Menganggap Enteng Lawan Dalam Setiap Percaturan dan Pertandingan Adalah Salah Satu Faktor Terbesar Penyebab Kekalahan!

Spread the love

JAKARTA | KindoNews.com – Perhelatan Pemilu Kepala Daerah Atau yang populer disebut Pilkada secara serentak telah usai dilaksanakan sesuai amanat undang-undang yaitu pada 27 November 2024 yang baru saja berlalu.

Namun masih menyisakan tanya bagi pilkada di Jakarta yang belum usai penghitungan resmi dari badan yang sah untuk mengumumkan siapa pemenangnya.

Berseliweran angka-angka yang mengundang spekulasi apakah berlangsung satu putaran dengan perolehan suara 50% lebih atau dua putaran karena tidak ada yang memenuhi syarat kemenangan.

Beberapa lembaga survey merilis bahwa pasangan calon nomor urut 3 Pramono Anung dan Rano Karno unggul atas pasangan nomor urut 1 Ridwan Kamil dan Suswono.

Menyikapi hasil hitung cepat atau Quick Count tersebut, pemerhati sosial politik dari Jalih Pitoeng Centre mengatakan bahwa belum ada pemenang yang sah pada Pilkada Jakarta.

“Unggul bukan berarti menang” ungkap Jalih Pitoeng menegaskan, Rabu (04/11/2024).

“Karena yang punya otoritas untuk menentukan pemenangnya adalah penyelenggara pilkada dalam hal ini KPUD DKI Jakarta” tandas Jalih Pitoeng.

Sebagaimana diketahui seperti pada awal-awal menjelang pilkada DKI Jakarta bahwa beberapa lembaga survey merilis prediksi pasangan 01 akan menang satu putaran sesungguhnya sangat rasional dan masuk akal.

Menurut pendiri sekaligus ketua umum yayasan Perjuangan Rakyat Jalih Pitoeng yang terus melakukan observasi, paslon yang didukung oleh belasan partai dalam koalisi gemuk mestinya mampu memenangkan pilkada Jakarta dalam satu putaran.

“Menurut pandangan saya, mestinya Ridwan Kamil – Suswono mampu meraih suara terbanyak dan memenangkan pilkada Jakarta dalam satu putaran” kata Jalih Pitoeng.

“Tapi menang satu putaran itu bukan hanya sebatas jargon belaka. Namun semua capaian dan target tersebut harus ada upaya dan kerja keras serta kerjasama tim. Karena sesungguhnya kemenangan itu dapat dirancang dengan beberapa pendekatan” lanjut Jalih Pitoeng.

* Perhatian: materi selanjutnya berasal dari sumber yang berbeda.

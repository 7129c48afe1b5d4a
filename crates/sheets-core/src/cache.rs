use std::collections::HashMap;
use std::sync::{Arc, Mutex, PoisonError};

use sheets_codec::{deserialize_record, Record};
use sheets_repo::ObjectDatabase;
use sheets_types::ObjectId;
use tracing::trace;

use crate::error::SheetResult;

/// Decoded records keyed by blob hash.
///
/// Blobs never change under their hash, so entries are never invalidated.
/// Two tasks decoding the same blob at once both insert the same value.
#[derive(Default)]
pub struct RecordCache {
    entries: Mutex<HashMap<ObjectId, Arc<Record>>>,
}

impl RecordCache {
    pub fn new() -> Self {
        Self::default()
    }

    pub fn get(&self, id: &ObjectId) -> Option<Arc<Record>> {
        self.entries
            .lock()
            .unwrap_or_else(PoisonError::into_inner)
            .get(id)
            .cloned()
    }

    /// The record stored in blob `id`, reading and decoding it on a miss.
    pub async fn load(&self, db: &dyn ObjectDatabase, id: &ObjectId) -> SheetResult<Arc<Record>> {
        if let Some(record) = self.get(id) {
            return Ok(record);
        }
        let bytes = db.read_blob(id).await?;
        let record = Arc::new(deserialize_record(&bytes)?);
        trace!(blob = %id.short_hex(), "cached record");
        self.entries
            .lock()
            .unwrap_or_else(PoisonError::into_inner)
            .insert(*id, Arc::clone(&record));
        Ok(record)
    }

    pub fn len(&self) -> usize {
        self.entries
            .lock()
            .unwrap_or_else(PoisonError::into_inner)
            .len()
    }

    pub fn is_empty(&self) -> bool {
        self.len() == 0
    }
}

impl std::fmt::Debug for RecordCache {
    fn fmt(&self, f: &mut std::fmt::Formatter<'_>) -> std::fmt::Result {
        f.debug_struct("RecordCache")
            .field("entries", &self.len())
            .finish()
    }
}

#[cfg(test)]
mod tests {
    use super::*;
    use sheets_codec::serialize_record;
    use sheets_repo::Repository;

    #[tokio::test]
    async fn decodes_once_per_blob() {
        let repo = Repository::in_memory();
        let record: Record = toml::from_str(r#"id = "1""#).unwrap();
        let blob = repo
            .write_blob(&serialize_record(&record).unwrap())
            .await
            .unwrap();

        let cache = RecordCache::new();
        assert!(cache.get(&blob.id).is_none());
        let first = cache.load(&repo, &blob.id).await.unwrap();
        let second = cache.load(&repo, &blob.id).await.unwrap();
        assert_eq!(*first, record);
        assert!(Arc::ptr_eq(&first, &second));
        assert_eq!(cache.len(), 1);
    }

    #[tokio::test]
    async fn undecodable_blob_is_serialization_error() {
        let repo = Repository::in_memory();
        let blob = repo.write_blob(b"not = [toml").await.unwrap();
        let err = RecordCache::new().load(&repo, &blob.id).await.unwrap_err();
        assert!(matches!(err, crate::SheetError::Serialization(_)));
    }
}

“Yang pertama adalah membangun sistem, metode, cara dan skema serta menyusun strategi pemenangan secara matang dan terencana” ungkapnya.

“Kedua, menunjuk personil atau orang-orang yang memiliki kapasitas untuk mengelola sekaligus mengoperasikan program-program dan strategi pemenangan. Baik secara personal melalui tokoh-tokoh sentral maupun secara institusional dalam hal ini partai-partai pengusung dan pendukung serta gerbong-gerbong relawan potensial yang diberdayakan secara optimal dalam rangka mengisi atau menutupi celah-celah yang belum dilakukan oleh para partai politik pendukung” sambung Jalih Pitoeng merinci.

“Untuk dapat melakukan agenda dan strategi pemenangan tersebut dalam tatanan implementasi juga dibutuhkan Financial Support sebagai konsekwensi yang tak bisa dihindari” Jalih Pitoeng menegaskan.

“Selain itu, faktor waktu dan cuaca juga bisa menjadi penentu” imbuh Jalih Pitoeng.

“Karena waktu dan durasi yang sangat pendek sekaligus memasuki musim penghujan, maka dari sisi timing juga sangat terbatas. Sehingga optimalisasi program dan pemberdayaan semua unsur yang terlibat juga menjadi sangat penting dengan limitasi waktu yang sangat sempit” Jalih Pitoeng menandaskan.

Ditanya tentang perolehan suara yang beredar saat ini, Jalih Pitoeng mengatakan bahwa jangan pernah menganggap enteng lawan dalam setiap pertandingan.

“Jangan pernah sekali-kali kita menganggap enteng lawan dalam setiap percaturan, pertandingan bahkan pertempuran” kata Jalih Pitoeng mengingatkan.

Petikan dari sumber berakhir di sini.